* _WORK TO COMPLETE_
Report each line of the listing below that holds "LogLevel".
┌─ MATERIAL PROVIDED
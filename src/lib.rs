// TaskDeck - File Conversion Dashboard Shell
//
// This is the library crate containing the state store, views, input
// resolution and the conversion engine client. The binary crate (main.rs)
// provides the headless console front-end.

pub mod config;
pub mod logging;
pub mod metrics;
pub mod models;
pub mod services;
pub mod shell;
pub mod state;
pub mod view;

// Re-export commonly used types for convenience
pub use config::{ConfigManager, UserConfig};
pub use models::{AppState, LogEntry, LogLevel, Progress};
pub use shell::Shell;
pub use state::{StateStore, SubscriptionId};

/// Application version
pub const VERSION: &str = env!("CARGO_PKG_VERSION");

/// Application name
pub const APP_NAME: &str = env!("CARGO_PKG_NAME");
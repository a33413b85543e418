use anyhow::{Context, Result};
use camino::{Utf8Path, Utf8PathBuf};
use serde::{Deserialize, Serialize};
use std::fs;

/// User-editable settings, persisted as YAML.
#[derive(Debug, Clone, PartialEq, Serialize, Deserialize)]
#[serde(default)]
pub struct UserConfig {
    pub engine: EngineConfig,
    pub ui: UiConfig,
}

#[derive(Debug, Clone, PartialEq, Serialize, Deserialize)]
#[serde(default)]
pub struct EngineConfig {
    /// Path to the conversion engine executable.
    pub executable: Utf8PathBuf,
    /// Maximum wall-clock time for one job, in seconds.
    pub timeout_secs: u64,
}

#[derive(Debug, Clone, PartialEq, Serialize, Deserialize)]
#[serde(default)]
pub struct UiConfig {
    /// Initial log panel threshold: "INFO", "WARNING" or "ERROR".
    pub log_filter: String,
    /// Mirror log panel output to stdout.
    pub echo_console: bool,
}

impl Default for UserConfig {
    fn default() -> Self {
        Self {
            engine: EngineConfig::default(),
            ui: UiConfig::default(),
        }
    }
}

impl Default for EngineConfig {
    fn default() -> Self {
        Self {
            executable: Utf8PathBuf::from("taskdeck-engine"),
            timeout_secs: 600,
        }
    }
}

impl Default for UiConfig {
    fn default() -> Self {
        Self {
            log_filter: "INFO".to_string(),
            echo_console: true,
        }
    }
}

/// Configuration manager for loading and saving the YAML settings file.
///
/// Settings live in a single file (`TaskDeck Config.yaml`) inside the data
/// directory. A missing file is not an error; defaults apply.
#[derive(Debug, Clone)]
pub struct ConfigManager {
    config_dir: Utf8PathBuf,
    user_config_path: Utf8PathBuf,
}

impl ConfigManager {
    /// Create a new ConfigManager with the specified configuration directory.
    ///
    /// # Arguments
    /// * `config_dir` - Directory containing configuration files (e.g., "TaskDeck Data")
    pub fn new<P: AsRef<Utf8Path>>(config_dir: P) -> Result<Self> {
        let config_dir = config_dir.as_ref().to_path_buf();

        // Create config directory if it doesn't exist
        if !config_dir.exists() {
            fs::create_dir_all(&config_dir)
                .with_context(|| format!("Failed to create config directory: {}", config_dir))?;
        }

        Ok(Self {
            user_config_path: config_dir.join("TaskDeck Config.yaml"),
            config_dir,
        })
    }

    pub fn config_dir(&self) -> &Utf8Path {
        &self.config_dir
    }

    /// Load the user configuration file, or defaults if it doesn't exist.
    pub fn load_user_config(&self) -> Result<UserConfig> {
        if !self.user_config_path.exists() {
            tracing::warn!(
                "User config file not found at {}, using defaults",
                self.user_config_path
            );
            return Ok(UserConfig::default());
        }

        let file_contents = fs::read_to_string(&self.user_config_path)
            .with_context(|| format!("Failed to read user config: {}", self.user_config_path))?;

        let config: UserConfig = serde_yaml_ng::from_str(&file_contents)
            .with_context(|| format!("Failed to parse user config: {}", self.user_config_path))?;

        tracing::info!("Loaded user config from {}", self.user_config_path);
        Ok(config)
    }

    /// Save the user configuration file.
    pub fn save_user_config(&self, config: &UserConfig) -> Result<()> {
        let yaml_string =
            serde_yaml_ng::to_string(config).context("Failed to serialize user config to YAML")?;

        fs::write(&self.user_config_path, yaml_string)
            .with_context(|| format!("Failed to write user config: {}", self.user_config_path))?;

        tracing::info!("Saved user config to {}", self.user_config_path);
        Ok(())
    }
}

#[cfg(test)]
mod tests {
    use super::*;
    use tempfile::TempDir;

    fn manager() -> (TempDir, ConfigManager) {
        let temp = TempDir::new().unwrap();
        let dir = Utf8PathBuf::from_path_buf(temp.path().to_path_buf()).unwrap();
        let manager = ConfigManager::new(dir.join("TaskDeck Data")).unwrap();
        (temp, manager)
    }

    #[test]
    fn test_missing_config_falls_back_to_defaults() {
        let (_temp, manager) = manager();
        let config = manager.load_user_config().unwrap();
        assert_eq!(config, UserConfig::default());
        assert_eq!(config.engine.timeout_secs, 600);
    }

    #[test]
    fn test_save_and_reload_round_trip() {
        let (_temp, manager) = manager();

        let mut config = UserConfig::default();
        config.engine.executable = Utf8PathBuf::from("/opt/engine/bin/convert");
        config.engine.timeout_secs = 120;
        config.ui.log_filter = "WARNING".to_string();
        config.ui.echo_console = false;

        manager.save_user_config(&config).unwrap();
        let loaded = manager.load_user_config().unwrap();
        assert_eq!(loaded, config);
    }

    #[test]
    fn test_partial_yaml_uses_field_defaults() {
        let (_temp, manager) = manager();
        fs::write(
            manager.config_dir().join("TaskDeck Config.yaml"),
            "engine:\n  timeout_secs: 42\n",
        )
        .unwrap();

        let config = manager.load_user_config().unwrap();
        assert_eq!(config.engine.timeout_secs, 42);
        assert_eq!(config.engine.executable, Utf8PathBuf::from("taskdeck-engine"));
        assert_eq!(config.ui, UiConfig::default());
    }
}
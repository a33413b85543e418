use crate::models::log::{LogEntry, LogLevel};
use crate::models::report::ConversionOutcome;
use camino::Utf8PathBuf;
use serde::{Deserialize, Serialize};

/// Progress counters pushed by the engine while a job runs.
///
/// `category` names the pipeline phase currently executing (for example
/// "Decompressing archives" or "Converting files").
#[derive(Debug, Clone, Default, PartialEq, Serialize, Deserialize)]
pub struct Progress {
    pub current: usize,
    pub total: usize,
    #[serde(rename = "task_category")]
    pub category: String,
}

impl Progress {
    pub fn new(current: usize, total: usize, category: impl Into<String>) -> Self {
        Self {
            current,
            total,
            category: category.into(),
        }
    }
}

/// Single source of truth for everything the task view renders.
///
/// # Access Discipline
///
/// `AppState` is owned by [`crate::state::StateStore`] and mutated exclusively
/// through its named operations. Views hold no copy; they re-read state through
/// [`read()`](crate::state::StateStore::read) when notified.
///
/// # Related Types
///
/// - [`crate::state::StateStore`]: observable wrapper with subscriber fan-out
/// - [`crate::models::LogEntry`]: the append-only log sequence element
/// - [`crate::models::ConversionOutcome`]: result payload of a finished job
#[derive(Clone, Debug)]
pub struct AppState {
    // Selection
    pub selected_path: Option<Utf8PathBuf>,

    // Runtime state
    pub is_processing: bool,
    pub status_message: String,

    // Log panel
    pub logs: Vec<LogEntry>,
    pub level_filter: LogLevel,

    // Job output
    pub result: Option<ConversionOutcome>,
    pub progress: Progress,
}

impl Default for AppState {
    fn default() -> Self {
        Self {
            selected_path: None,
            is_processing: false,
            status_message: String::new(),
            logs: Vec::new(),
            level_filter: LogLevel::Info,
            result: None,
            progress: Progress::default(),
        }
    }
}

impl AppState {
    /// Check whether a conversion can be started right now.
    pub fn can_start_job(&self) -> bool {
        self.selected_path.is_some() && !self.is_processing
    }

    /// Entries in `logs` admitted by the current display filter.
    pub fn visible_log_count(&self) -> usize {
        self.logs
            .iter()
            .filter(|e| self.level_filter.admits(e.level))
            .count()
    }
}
└─
* _ANSWER BOX_
pub use models::{AppState, LogEntry, LogLevel, Progress};
use crate::models::log::{LogEntry, LogLevel};
    pub level_filter: LogLevel,
            level_filter: LogLevel::Info,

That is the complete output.